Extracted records

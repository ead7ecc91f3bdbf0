use std::{path::PathBuf, process::Command};

use serde_json::Value;

fn sample_config() -> PathBuf {
    PathBuf::from(env!("CARGO_MANIFEST_DIR")).join("../../configs/scratch_3x3.json")
}

fn run(args: &[&str]) -> std::process::Output {
    Command::new(env!("CARGO_BIN_EXE_scratch-card"))
        .args(args)
        .env("RUST_LOG", "off")
        .output()
        .expect("failed to launch scratch-card")
}

fn play_seeded(seed: &str) -> Value {
    let config = sample_config();
    let output = run(&[
        "--config",
        config.to_str().expect("utf-8 path"),
        "--betting-amount",
        "100",
        "--seed",
        seed,
    ]);
    assert!(output.status.success(), "stderr: {}", String::from_utf8_lossy(&output.stderr));
    serde_json::from_slice(&output.stdout).expect("stdout is JSON")
}

#[test]
fn prints_round_result_as_json() {
    let result = play_seeded("42");

    let matrix = result["matrix"].as_array().expect("matrix is an array");
    assert_eq!(matrix.len(), 3);
    for row in matrix {
        let row = row.as_array().expect("row is an array");
        assert_eq!(row.len(), 3);
        assert!(row.iter().all(Value::is_string));
    }

    assert!(result["reward"].is_u64());
    assert!(result["appliedWinningCombinations"].is_object());

    let bonus = &result["appliedBonusSymbol"];
    if result["appliedWinningCombinations"]
        .as_object()
        .is_some_and(serde_json::Map::is_empty)
    {
        assert_eq!(result["reward"], 0);
        assert_eq!(bonus, "LOSS");
    } else {
        assert!(bonus.is_string(), "a bonus symbol is always placed by the sample config");
    }
}

#[test]
fn seeded_rounds_replay() {
    assert_eq!(play_seeded("7"), play_seeded("7"));
}

#[test]
fn compact_output_is_a_single_line() {
    let config = sample_config();
    let output = run(&[
        "-c",
        config.to_str().expect("utf-8 path"),
        "-b",
        "10",
        "--seed",
        "3",
        "--compact",
    ]);
    assert!(output.status.success());
    let stdout = String::from_utf8(output.stdout).expect("utf-8 output");
    assert_eq!(stdout.trim_end().lines().count(), 1);
}

#[test]
fn negative_bet_is_a_usage_error() {
    let config = sample_config();
    let output = run(&["-c", config.to_str().expect("utf-8 path"), "-b", "-10"]);
    assert!(!output.status.success());
    assert!(output.stdout.is_empty());
    assert!(String::from_utf8_lossy(&output.stderr).contains("bet must not be negative"));
}

#[test]
fn missing_config_fails() {
    let output = run(&["-c", "no/such/config.json", "-b", "10"]);
    assert!(!output.status.success());
    assert!(String::from_utf8_lossy(&output.stderr).contains("no/such/config.json"));
}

● EXERCISE PROMPT
Every line above holding the string "reward" should be listed.

● SOLVED PROBLEM
    assert!(result["reward"].is_u64());
        assert_eq!(result["reward"], 0);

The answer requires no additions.